Thursday, January 29, 2015

Food and sand

The view through the window of the restaurant on the beach was light sepia tinted as the wind had whipped up enough sand to make watching the view better than actually being in it.  And when you have a meal as delightful as the one that I consumed to distract your attention from the lack of sun, one can be philosophical about the little lacks in life!
            To be fair, I think that I was still feeling some of the after effects of the liquid evening in the poetry group: I was stationed far to near the table with all the bottles on it and pushed a little outside the immediate circle into a little area of self indulgence all of my own.  Still, I did manage to make it back to the hotel and in far less time that I usually take.

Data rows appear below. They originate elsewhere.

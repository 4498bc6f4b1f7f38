//! Blake2b hashing for content and selection seeds.

use assize_types::Seed;
use blake2::digest::consts::U32;
use blake2::{Blake2b, Digest};

type Blake2b256 = Blake2b<U32>;

/// Domain tag mixed into every selection seed derivation.
const SEED_DOMAIN: &[u8] = b"assize/jury-seed/v1";

/// Compute a 256-bit Blake2b hash of arbitrary data.
pub fn blake2b_256(data: &[u8]) -> [u8; 32] {
    let mut hasher = Blake2b256::new();
    hasher.update(data);
    let result = hasher.finalize();
    let mut output = [0u8; 32];
    output.copy_from_slice(&result);
    output
}

/// Hash multiple byte slices in sequence (avoids concatenation allocation).
pub fn blake2b_256_multi(parts: &[&[u8]]) -> [u8; 32] {
    let mut hasher = Blake2b256::new();
    for part in parts {
        hasher.update(part);
    }
    let result = hasher.finalize();
    let mut output = [0u8; 32];
    output.copy_from_slice(&result);
    output
}

/// Bind an external seed to a specific case so that one seed cannot be replayed
/// across claims, rounds or appeals.
pub fn derive_seed(seed: &Seed, context: &[u8]) -> [u8; 32] {
    blake2b_256_multi(&[SEED_DOMAIN, seed.as_bytes(), context])
}
//! Entropy for verifiable jury selection.
//!
//! The engine never generates randomness itself. An external collaborator supplies an
//! opaque 32-byte [`Seed`] per selection (a future block hash, a beacon round, a
//! commit-reveal output); this crate turns it into a reproducible draw stream.
//!
//! Providers:
//! - [`CommitRevealEntropy`]: participants commit hashed values, then reveal them
//! - [`OsEntropy`]: operating-system randomness, development networks only

pub mod commit_reveal;
pub mod error;
pub mod os;
pub mod stream;

pub use commit_reveal::{Commitment, CommitRevealEntropy, Reveal};
pub use error::EntropyError;
pub use os::OsEntropy;
pub use stream::DrawStream;

use assize_types::Seed;

/// Trait for providing selection seeds.
pub trait EntropySource: Send + Sync {
    /// Produce a seed for a given context (e.g. a case reference encoding).
    fn seed_for(&self, context: &[u8]) -> Result<EntropyOutput, EntropyError>;

    /// Verify that an output was correctly produced for `context`.
    fn verify(&self, context: &[u8], output: &EntropyOutput) -> Result<bool, EntropyError>;

    /// Human-readable name of this provider.
    fn name(&self) -> &str;
}

/// A seed together with whatever evidence the provider can offer for it.
#[derive(Clone, Debug)]
pub struct EntropyOutput {
    /// The seed handed to jury selection.
    pub seed: Seed,
    /// Provider-specific proof material (empty when the provider has none).
    pub proof: Vec<u8>,
    /// Round or epoch the seed belongs to.
    pub round: u64,
}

            The last journey I made after the poetry was positively epic in the manner of one lost in some Surrealistic labyrinth.  I put it down to all those little cramped streets which lead away from the Cathedral in Barcelona.  At the back of my mind is the panic which almost took me away in Mykonos when, having secured a room, I scurried away to explore my surroundings and then couldn’t find the ‘hotel’ among all the other white blocks that Mykonos old town comprises.  I had to keep making my way back to the sea and then going into the exit which I remembered to be the right one and hoping against hope that I would simply come across the place and all would be well.  It took quite a few attempts but, as is the way with me, it worked out exactly as I expected it to and I was reunited with my passport, money, clothes, camera and everything.

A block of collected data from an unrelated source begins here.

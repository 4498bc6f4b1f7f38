//! Advisory claim assessment.
//!
//! An assessor scores a claim before the jury sees it. The result is attached to the
//! claim for jurors to read; the tally never consults it.

use assize_types::{Amount, ClaimCategory};
use regex::Regex;
use serde::{Deserialize, Serialize};
use std::collections::HashSet;
use std::sync::OnceLock;

#[derive(Clone, Copy, Debug, PartialEq, Eq, Serialize, Deserialize)]
#[serde(rename_all = "snake_case")]
pub enum Recommendation {
    Approve,
    StandardReview,
    Review,
    Reject,
}

impl Recommendation {
    /// Map a fraud score to a recommendation.
    pub fn from_score(fraud_score_bps: u16) -> Self {
        match fraud_score_bps {
            s if s > 7_000 => Self::Reject,
            s if s > 5_000 => Self::Review,
            s if s < 3_000 => Self::Approve,
            _ => Self::StandardReview,
        }
    }
}

#[derive(Clone, Debug, PartialEq, Eq, Serialize, Deserialize)]
pub struct Assessment {
    /// Estimated fraud likelihood, 0–10000 bps.
    pub fraud_score_bps: u16,
    pub recommendation: Recommendation,
    /// Short machine-readable tags, e.g. `unusual_amount`.
    pub risk_factors: Vec<String>,
    /// Name of the assessor that produced this.
    pub assessor: String,
}

/// Pluggable claim assessor.
pub trait ClaimAssessor: Send + Sync {
    fn assess(&self, category: ClaimCategory, amount: Amount, description: &str) -> Assessment;

    fn name(&self) -> &str;
}

/// Typical amount range per claim category, in whole currency units.
#[derive(Clone, Copy, Debug, PartialEq, Eq)]
pub struct AmountBand {
    pub low: u128,
    pub high: u128,
}

impl AmountBand {
    pub fn for_category(category: ClaimCategory) -> Self {
        let (low, high) = match category {
            ClaimCategory::Health => (100, 50_000),
            ClaimCategory::Vehicle => (500, 100_000),
            ClaimCategory::Travel => (50, 10_000),
            ClaimCategory::ProductWarranty => (20, 5_000),
            ClaimCategory::Pet => (100, 15_000),
            ClaimCategory::Agricultural => (1_000, 500_000),
        };
        Self { low, high }
    }

    /// Anomaly score of `amount` against the band, in bps.
    ///
    /// Below the band scores 3000, above scores 8000. Inside the band the score grows
    /// with distance from the midpoint and is capped at 2000.
    pub fn anomaly_bps(&self, amount: u128) -> u16 {
        if amount < self.low {
            return 3_000;
        }
        if amount > self.high {
            return 8_000;
        }
        let span = (self.high - self.low).max(1);
        let position = (amount - self.low) * 10_000 / span;
        (position.abs_diff(5_000) as u16).min(2_000)
    }
}

// Score weights; each component is a bps value in 0..=10_000.
const LANGUAGE_WEIGHT: u32 = 25;
const AMOUNT_WEIGHT: u32 = 20;
const PATTERN_WEIGHT: u32 = 15;
const CONSISTENCY_WEIGHT: u32 = 15;
const ROUND_AMOUNT_WEIGHT: u32 = 10;
const AMOUNT_MISMATCH_WEIGHT: u32 = 10;
const MISSING_INFO_WEIGHT: u32 = 5;

/// Per keyword, pattern, contradiction or missing-information marker.
const HIT_BPS: u32 = 2_000;

const SUSPICIOUS_KEYWORDS: &[&str] = &[
    "fake",
    "forged",
    "altered",
    "modified",
    "suspicious",
    "emergency",
    "urgent",
    "immediate",
    "rush",
    "asap",
    "cash only",
    "no receipt",
    "lost receipt",
    "damaged receipt",
];

/// Pairs of term groups that should not describe the same item.
const GENERAL_CONTRADICTIONS: &[(&[&str], &[&str])] = &[
    (&["new", "brand new"], &["old", "used", "worn"]),
    (&["expensive", "costly"], &["cheap", "inexpensive"]),
    (&["working", "functional"], &["broken", "damaged"]),
];

struct TextPatterns {
    /// Whole-hundred amounts written with cents, e.g. `1500.00`.
    round: Regex,
    /// Dollar amounts; group 1 is the whole part with optional thousands separators.
    money: Regex,
    missing: Regex,
}

fn patterns() -> Option<&'static TextPatterns> {
    static PATTERNS: OnceLock<Option<TextPatterns>> = OnceLock::new();
    PATTERNS
        .get_or_init(|| {
            Some(TextPatterns {
                round: Regex::new(r"\b\d+00\.00\b").ok()?,
                money: Regex::new(r"\$\s?(\d{1,3}(?:,\d{3})+|\d+)(?:\.\d{2})?").ok()?,
                missing: Regex::new(r"(?i)\bN/A\b|\bunknown\b|\bTBD\b|--").ok()?,
            })
        })
        .as_ref()
}

/// What the text rules found in a description.
#[derive(Debug, Default, PartialEq, Eq)]
struct TextFindings {
    keywords: Vec<&'static str>,
    /// Amounts quoted in the text, whole units.
    amounts: Vec<u128>,
    round_written: bool,
    duplicate_amounts: bool,
    missing_markers: usize,
    contradictions: usize,
}

impl TextFindings {
    fn scan(category: ClaimCategory, description: &str) -> Self {
        let lower = description.to_lowercase();
        let mut findings = Self {
            keywords: SUSPICIOUS_KEYWORDS
                .iter()
                .copied()
                .filter(|k| lower.contains(k))
                .collect(),
            contradictions: contradictions(category, &lower),
            ..Self::default()
        };

        if let Some(p) = patterns() {
            findings.round_written = p.round.is_match(description);

            let quoted: Vec<&str> = p.money.find_iter(description).map(|m| m.as_str()).collect();
            let distinct: HashSet<&str> = quoted.iter().copied().collect();
            findings.duplicate_amounts = quoted.len() > 1 && distinct.len() < quoted.len();
            findings.amounts = p
                .money
                .captures_iter(description)
                .filter_map(|c| c.get(1)?.as_str().replace(',', "").parse().ok())
                .collect();

            let markers: HashSet<String> = p
                .missing
                .find_iter(description)
                .map(|m| m.as_str().to_lowercase())
                .collect();
            findings.missing_markers = markers.len();
        }
        findings
    }

    fn pattern_count(&self) -> u32 {
        self.round_written as u32 + self.duplicate_amounts as u32 + self.missing_markers as u32
    }

    /// Share of quoted amounts that are whole hundreds above 100, in bps.
    fn round_amount_bps(&self) -> u32 {
        if self.amounts.is_empty() {
            return 0;
        }
        let round = self
            .amounts
            .iter()
            .filter(|a| **a > 100 && **a % 100 == 0)
            .count();
        (round * 10_000 / self.amounts.len()) as u32
    }

    /// Relative gap between the largest quoted amount and the request, in bps.
    /// Zero when the text quotes no amounts.
    fn amount_mismatch_bps(&self, requested: u128) -> u32 {
        let Some(max) = self.amounts.iter().max() else {
            return 0;
        };
        let gap = max.abs_diff(requested).saturating_mul(10_000) / requested.max(1);
        gap.min(10_000) as u32
    }
}

fn contradictions(category: ClaimCategory, lower: &str) -> usize {
    let has = |term: &str| lower.contains(term);
    match category {
        ClaimCategory::Health => {
            let surgery_as_outpatient = has("surgery")
                && has("outpatient")
                && !has("minor")
                && !has("same day");
            [
                surgery_as_outpatient,
                has("emergency") && has("routine"),
                has("chronic") && has("sudden"),
            ]
            .iter()
            .filter(|hit| **hit)
            .count()
        }
        ClaimCategory::Vehicle => [
            has("minor damage") && (has("total loss") || has("severe") || has("major")),
            has("low speed") && has("extensive damage"),
            has("parking lot") && has("high speed"),
        ]
        .iter()
        .filter(|hit| **hit)
        .count(),
        _ => GENERAL_CONTRADICTIONS
            .iter()
            .filter(|(a, b)| a.iter().any(|&t| has(t)) && b.iter().any(|&t| has(t)))
            .count(),
    }
}

fn hits_bps(hits: usize) -> u32 {
    (hits as u32).saturating_mul(HIT_BPS).min(10_000)
}

/// Deterministic rule-based assessor.
///
/// Scores the requested amount against its category band and scans the description
/// for suspicious wording, written-out round or repeated amounts, missing-information
/// markers, amounts that disagree with the request and category-specific
/// contradictions.
#[derive(Clone, Copy, Debug, Default)]
pub struct RuleAssessor;

impl ClaimAssessor for RuleAssessor {
    fn assess(&self, category: ClaimCategory, amount: Amount, description: &str) -> Assessment {
        let findings = TextFindings::scan(category, description);

        let amount_bps = AmountBand::for_category(category).anomaly_bps(amount.raw()) as u32;
        let language_bps = hits_bps(findings.keywords.len());
        let pattern_bps = hits_bps(findings.pattern_count() as usize);
        let consistency_bps = hits_bps(findings.contradictions);
        let round_bps = findings.round_amount_bps();
        let mismatch_bps = findings.amount_mismatch_bps(amount.raw());
        let missing_bps = hits_bps(findings.missing_markers);

        let weighted = [
            (language_bps, LANGUAGE_WEIGHT),
            (amount_bps, AMOUNT_WEIGHT),
            (pattern_bps, PATTERN_WEIGHT),
            (consistency_bps, CONSISTENCY_WEIGHT),
            (round_bps, ROUND_AMOUNT_WEIGHT),
            (mismatch_bps, AMOUNT_MISMATCH_WEIGHT),
            (missing_bps, MISSING_INFO_WEIGHT),
        ];
        let total_weight: u32 = weighted.iter().map(|(_, w)| w).sum();
        let score = weighted.iter().map(|(bps, w)| bps * w).sum::<u32>() / total_weight;
        let fraud_score_bps = score.min(10_000) as u16;

        let mut risk_factors = Vec::new();
        if !findings.keywords.is_empty() {
            risk_factors.push("suspicious_language".to_string());
        }
        if amount_bps > 5_000 {
            risk_factors.push("unusual_amount".to_string());
        }
        if mismatch_bps > 3_000 {
            risk_factors.push("amount_inconsistency".to_string());
        }
        if findings.pattern_count() > 0 {
            risk_factors.push("suspicious_patterns".to_string());
        }
        if findings.contradictions >= 2 {
            risk_factors.push("internal_inconsistency".to_string());
        }

        Assessment {
            fraud_score_bps,
            recommendation: Recommendation::from_score(fraud_score_bps),
            risk_factors,
            assessor: self.name().to_string(),
        }
    }

    fn name(&self) -> &str {
        "rules"
    }
}

#[cfg(test)]
mod tests {
    use super::*;

    #[test]
    fn recommendation_thresholds() {
        assert_eq!(Recommendation::from_score(7_001), Recommendation::Reject);
        assert_eq!(Recommendation::from_score(7_000), Recommendation::Review);
        assert_eq!(Recommendation::from_score(5_000), Recommendation::StandardReview);
        assert_eq!(Recommendation::from_score(3_000), Recommendation::StandardReview);
        assert_eq!(Recommendation::from_score(2_999), Recommendation::Approve);
    }

    #[test]
    fn band_anomaly() {
        let band = AmountBand::for_category(ClaimCategory::Travel);
        assert_eq!(band.anomaly_bps(10), 3_000);
        assert_eq!(band.anomaly_bps(20_000), 8_000);
        assert_eq!(band.anomaly_bps(5_025), 0);
        assert_eq!(band.anomaly_bps(50), 2_000);
    }

    #[test]
    fn ordinary_claim_is_approved() {
        let a = RuleAssessor.assess(
            ClaimCategory::Health,
            Amount::new(2_500),
            "Outpatient visit for a sprained ankle",
        );
        assert_eq!(a.recommendation, Recommendation::Approve);
        assert!(a.risk_factors.is_empty());
        assert_eq!(a.assessor, "rules");
    }

    #[test]
    fn oversized_urgent_claim_needs_review() {
        let a = RuleAssessor.assess(
            ClaimCategory::ProductWarranty,
            Amount::new(90_000),
            "URGENT: cash only, lost receipt, need payout asap",
        );
        // (8000·25 + 8000·20) / 100
        assert_eq!(a.fraud_score_bps, 3_600);
        assert_eq!(a.risk_factors, vec!["suspicious_language", "unusual_amount"]);
    }

    #[test]
    fn text_patterns_are_detected() {
        let f = TextFindings::scan(
            ClaimCategory::Travel,
            "Paid $1,500.00 for the hotel and $1,500.00 again, flight number N/A, date TBD",
        );
        assert!(f.round_written);
        assert!(f.duplicate_amounts);
        assert_eq!(f.missing_markers, 2);
        assert_eq!(f.amounts, vec![1_500, 1_500]);
        assert_eq!(f.round_amount_bps(), 10_000);
        assert_eq!(f.pattern_count(), 4);
    }

    #[test]
    fn quoted_amount_far_from_request_is_inconsistent() {
        let f = TextFindings::scan(ClaimCategory::Pet, "Vet bill came to $250");
        assert_eq!(f.amount_mismatch_bps(250), 0);
        assert_eq!(f.amount_mismatch_bps(1_000), 7_500);
        assert_eq!(TextFindings::scan(ClaimCategory::Pet, "Vet bill").amount_mismatch_bps(1_000), 0);
    }

    #[test]
    fn category_contradictions() {
        let health = "Sudden onset of a chronic condition, emergency admission after a routine check";
        assert_eq!(contradictions(ClaimCategory::Health, &health.to_lowercase()), 2);
        assert_eq!(contradictions(ClaimCategory::Health, "outpatient minor surgery"), 0);

        let vehicle = "minor damage, total loss, hit at high speed in a parking lot";
        assert_eq!(contradictions(ClaimCategory::Vehicle, vehicle), 2);

        assert_eq!(
            contradictions(ClaimCategory::ProductWarranty, "brand new but used, broken, still working"),
            2
        );
        assert_eq!(contradictions(ClaimCategory::Travel, "bag was damaged"), 0);
    }

    #[test]
    fn many_indicators_recommend_rejection() {
        let a = RuleAssessor.assess(
            ClaimCategory::ProductWarranty,
            Amount::new(90_000),
            "URGENT: brand new but used, was working now broken. Cash only, lost receipt, \
             asap. Paid $500.00 and $500.00, serial N/A, date TBD",
        );
        assert!(a.fraud_score_bps > 7_000, "score {}", a.fraud_score_bps);
        assert_eq!(a.recommendation, Recommendation::Reject);
        assert_eq!(
            a.risk_factors,
            vec![
                "suspicious_language",
                "unusual_amount",
                "amount_inconsistency",
                "suspicious_patterns",
                "internal_inconsistency",
            ]
        );
    }
}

            Well, old Barcelona is the same for me.  But this time when I hit the sea, as I have done on more than one occasion, I know that I have really and truly gone out of my way.

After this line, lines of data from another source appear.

//! Claim registry — owns claim and appeal records and every state transition.
//!
//! Transitions are checked against [`ClaimStatus::can_transition_to`]. Verdict
//! transitions are crate-private: only the tally resolution path in the engine can
//! move a claim out of `Voting`.

use crate::appeal::Appeal;
use crate::assessment::Assessment;
use crate::error::AdjudicationError;
use crate::events::ClaimEvent;
use assize_types::{
    AdjudicationParams, Amount, AppealId, CaseRef, ClaimCategory, ClaimId, ClaimStatus,
    ContentHash, ParticipantId, PolicyRef, Seed, Timestamp,
};
use serde::{Deserialize, Serialize};
use std::collections::{BTreeMap, BTreeSet};

/// Input for a new claim.
#[derive(Clone, Debug, PartialEq, Eq, Serialize, Deserialize)]
pub struct ClaimSubmission {
    pub claimant: ParticipantId,
    pub policy: PolicyRef,
    pub category: ClaimCategory,
    /// Smallest currency unit.
    pub requested_amount: Amount,
    pub description: String,
    #[serde(default)]
    pub evidence: Vec<ContentHash>,
}

/// A claim record.
#[derive(Clone, Debug, PartialEq, Eq, Serialize, Deserialize)]
pub struct Claim {
    pub id: ClaimId,
    pub claimant: ParticipantId,
    pub policy: PolicyRef,
    pub category: ClaimCategory,
    pub requested_amount: Amount,
    pub description: String,
    pub evidence: BTreeSet<ContentHash>,
    pub status: ClaimStatus,
    pub submitted_at: Timestamp,
    pub resolved_at: Option<Timestamp>,
    /// `None` until resolved; never exceeds `requested_amount`.
    pub approved_amount: Option<Amount>,
    /// The case currently (or most recently) being tried.
    pub current_case: Option<CaseRef>,
    /// Every case opened for this claim, oldest first.
    pub case_history: Vec<CaseRef>,
    /// Rounds that ended without quorum.
    pub inconclusive_rounds: u32,
    /// Seeds already used to draw a jury for this claim.
    pub consumed_seeds: BTreeSet<Seed>,
    /// Size of the jury whose verdict an appeal would contest.
    pub last_jury_size: Option<u32>,
    pub appeal: Option<AppealId>,
    pub assessment: Option<Assessment>,
    /// Rejected because no-quorum rounds exhausted the retry cap.
    pub forced_rejection: bool,
}

impl Claim {
    /// Round number for the next claim (non-appeal) jury.
    pub fn next_round(&self) -> u32 {
        self.case_history.iter().filter(|c| !c.is_appeal()).count() as u32
    }
}

/// Check the shape of a submission.
pub fn validate_submission(
    submission: &ClaimSubmission,
    params: &AdjudicationParams,
) -> Result<(), AdjudicationError> {
    if !submission.claimant.is_valid() {
        return Err(AdjudicationError::InvalidClaim("claimant id is malformed".into()));
    }
    check_entry_conditions(&submission.policy, submission.requested_amount)?;
    let len = submission.description.trim().chars().count();
    if len < params.min_description_len {
        return Err(AdjudicationError::InvalidClaim(format!(
            "description has {len} characters, at least {} required",
            params.min_description_len
        )));
    }
    Ok(())
}

fn check_entry_conditions(policy: &PolicyRef, amount: Amount) -> Result<(), AdjudicationError> {
    if !policy.is_valid() {
        return Err(AdjudicationError::InvalidClaim(format!(
            "policy reference {policy:?} is malformed"
        )));
    }
    if amount.is_zero() {
        return Err(AdjudicationError::InvalidClaim(
            "requested amount must be positive".into(),
        ));
    }
    Ok(())
}

/// Arena of claims and appeals keyed by opaque ids.
#[derive(Clone, Debug, Default, Serialize, Deserialize)]
pub struct ClaimRegistry {
    claims: BTreeMap<ClaimId, Claim>,
    appeals: BTreeMap<AppealId, Appeal>,
    next_claim: u64,
    next_appeal: u64,
}

impl ClaimRegistry {
    pub fn new() -> Self {
        Self::default()
    }

    /// Validate and store a new claim in `Submitted`.
    pub fn submit(
        &mut self,
        submission: ClaimSubmission,
        params: &AdjudicationParams,
        now: Timestamp,
    ) -> Result<ClaimId, AdjudicationError> {
        validate_submission(&submission, params)?;

        self.next_claim += 1;
        let id = ClaimId::new(self.next_claim);
        self.claims.insert(
            id,
            Claim {
                id,
                claimant: submission.claimant,
                policy: submission.policy,
                category: submission.category,
                requested_amount: submission.requested_amount,
                description: submission.description,
                evidence: submission.evidence.into_iter().collect(),
                status: ClaimStatus::Submitted,
                submitted_at: now,
                resolved_at: None,
                approved_amount: None,
                current_case: None,
                case_history: Vec::new(),
                inconclusive_rounds: 0,
                consumed_seeds: BTreeSet::new(),
                last_jury_size: None,
                appeal: None,
                assessment: None,
                forced_rejection: false,
            },
        );
        Ok(id)
    }

    pub fn get(&self, id: ClaimId) -> Option<&Claim> {
        self.claims.get(&id)
    }

    pub fn require(&self, id: ClaimId) -> Result<&Claim, AdjudicationError> {
        self.claims.get(&id).ok_or(AdjudicationError::ClaimNotFound(id))
    }

    pub(crate) fn require_mut(&mut self, id: ClaimId) -> Result<&mut Claim, AdjudicationError> {
        self.claims
            .get_mut(&id)
            .ok_or(AdjudicationError::ClaimNotFound(id))
    }

    pub fn claims(&self) -> impl Iterator<Item = &Claim> {
        self.claims.values()
    }

    pub fn len(&self) -> usize {
        self.claims.len()
    }

    pub fn is_empty(&self) -> bool {
        self.claims.is_empty()
    }

    pub fn appeal(&self, id: AppealId) -> Option<&Appeal> {
        self.appeals.get(&id)
    }

    pub fn appeal_for(&self, claim: ClaimId) -> Option<&Appeal> {
        self.claims
            .get(&claim)
            .and_then(|c| c.appeal)
            .and_then(|a| self.appeals.get(&a))
    }

    pub(crate) fn set_assessment(
        &mut self,
        id: ClaimId,
        assessment: Assessment,
    ) -> Result<(), AdjudicationError> {
        self.require_mut(id)?.assessment = Some(assessment);
        Ok(())
    }

    pub fn seed_consumed(&self, id: ClaimId, seed: &Seed) -> bool {
        self.claims
            .get(&id)
            .is_some_and(|c| c.consumed_seeds.contains(seed))
    }

    /// Record a seated jury: burns the seed and makes `case` current.
    pub(crate) fn attach_case(
        &mut self,
        id: ClaimId,
        case: CaseRef,
        seed: Seed,
        jury_size: u32,
    ) -> Result<(), AdjudicationError> {
        let claim = self.require_mut(id)?;
        claim.consumed_seeds.insert(seed);
        claim.current_case = Some(case);
        claim.case_history.push(case);
        if !case.is_appeal() {
            claim.last_jury_size = Some(jury_size);
        }
        Ok(())
    }

    /// Check that `to` is reachable from the claim's current state.
    pub(crate) fn check_transition(
        &self,
        id: ClaimId,
        to: ClaimStatus,
    ) -> Result<(), AdjudicationError> {
        let claim = self.require(id)?;
        let from = claim.status;
        if !from.can_transition_to(to) {
            return Err(AdjudicationError::InvalidTransition { claim: id, from, to });
        }
        if from == ClaimStatus::Submitted {
            check_entry_conditions(&claim.policy, claim.requested_amount)?;
        }
        Ok(())
    }

    /// Move a claim to `to`. Entry conditions for leaving `Submitted` are rechecked.
    pub(crate) fn transition(
        &mut self,
        id: ClaimId,
        to: ClaimStatus,
        now: Timestamp,
    ) -> Result<ClaimEvent, AdjudicationError> {
        self.check_transition(id, to)?;
        let claim = self.require_mut(id)?;
        let from = claim.status;
        claim.status = to;
        tracing::info!(claim = %id, from = ?from, to = ?to, "claim transition");
        Ok(ClaimEvent {
            claim: id,
            case: claim.current_case,
            from,
            to,
            payout_amount: None,
            timestamp: now,
        })
    }

    /// Move a claim into a verdict state and record the approved amount.
    pub(crate) fn resolve(
        &mut self,
        id: ClaimId,
        to: ClaimStatus,
        approved: Amount,
        now: Timestamp,
    ) -> Result<ClaimEvent, AdjudicationError> {
        let mut event = self.transition(id, to, now)?;
        let claim = self.require_mut(id)?;
        let approved = approved.min(claim.requested_amount);
        claim.approved_amount = Some(approved);
        claim.resolved_at = Some(now);
        event.payout_amount = Some(approved);
        Ok(event)
    }

    pub(crate) fn next_appeal_id(&mut self) -> AppealId {
        self.next_appeal += 1;
        AppealId::new(self.next_appeal)
    }

    pub(crate) fn insert_appeal(&mut self, appeal: Appeal) -> Result<(), AdjudicationError> {
        let claim = self.require_mut(appeal.claim)?;
        if claim.appeal.is_some() {
            return Err(AdjudicationError::AlreadyAppealed(appeal.claim));
        }
        claim.appeal = Some(appeal.id);
        self.appeals.insert(appeal.id, appeal);
        Ok(())
    }

    pub(crate) fn mark_appeal_processed(&mut self, id: AppealId) {
        if let Some(appeal) = self.appeals.get_mut(&id) {
            appeal.processed = true;
        }
    }
}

            And I hate wearing shoes.  Even if they are sports shoes.  Today after bowing to city prejudice I am suffering the consequences of not wearing my accustomed sandals.  I have to admit that the wearing of sandals in January is regarded as the most flamboyant form of eccentricity in a country that believes the month rather than the temperature and consequently expects everyone to be dressed for winter, even if, as I constantly maintain, the temperature is positively balmy for one of my country’s sons!
            Never mind, my feet are starting to recover and my late morning swim was more than usually welcome and refreshing.
            And I have finished a finalish draft of the poem that I started last night.  All my new poems, well, some of them, can be found at:

            The Open University continues to take pride of place in my academic concerns especially as I have decided to use a Chilean painter Alvaro Guevara (1894-1951) as part of my research.  Although from Chile, he was sent to England to study the cloth trade in Bradford where his artistic ability was fostered, he won a scholarship to study in London and eventually became associate with the Bloomsbury Group and produced paintings around 1916/17 of swimmers and swimming.  I am trying (and failing) to find the present whereabouts of a painting called ‘Little Splash’ which I was hoping to compare with David Hockney’s larger and more famous version of the idea.
            As part of my research I have managed to get in contact with a great grand nephew of Guevara (now a candidate for a PhD in Leeds) and various other people and institutions in an attempt to get to know more about him.  At the moment I am stuck in one of those in-between times when things have been set in motion and could reveal excellent results, except they aren’t.  I live, however, in hope and, anyway I am enjoying myself trying to piece together enough information to make my research project work.  I have Plan B and indeed Plan C, should nothing more make it to this part of Spain, but I do hope that I can do something which will genuinely add to knowledge about someone who is perhaps unjustly neglected today.

            Meanwhile the wind continues to blow, but I confidently expect sun tomorrow.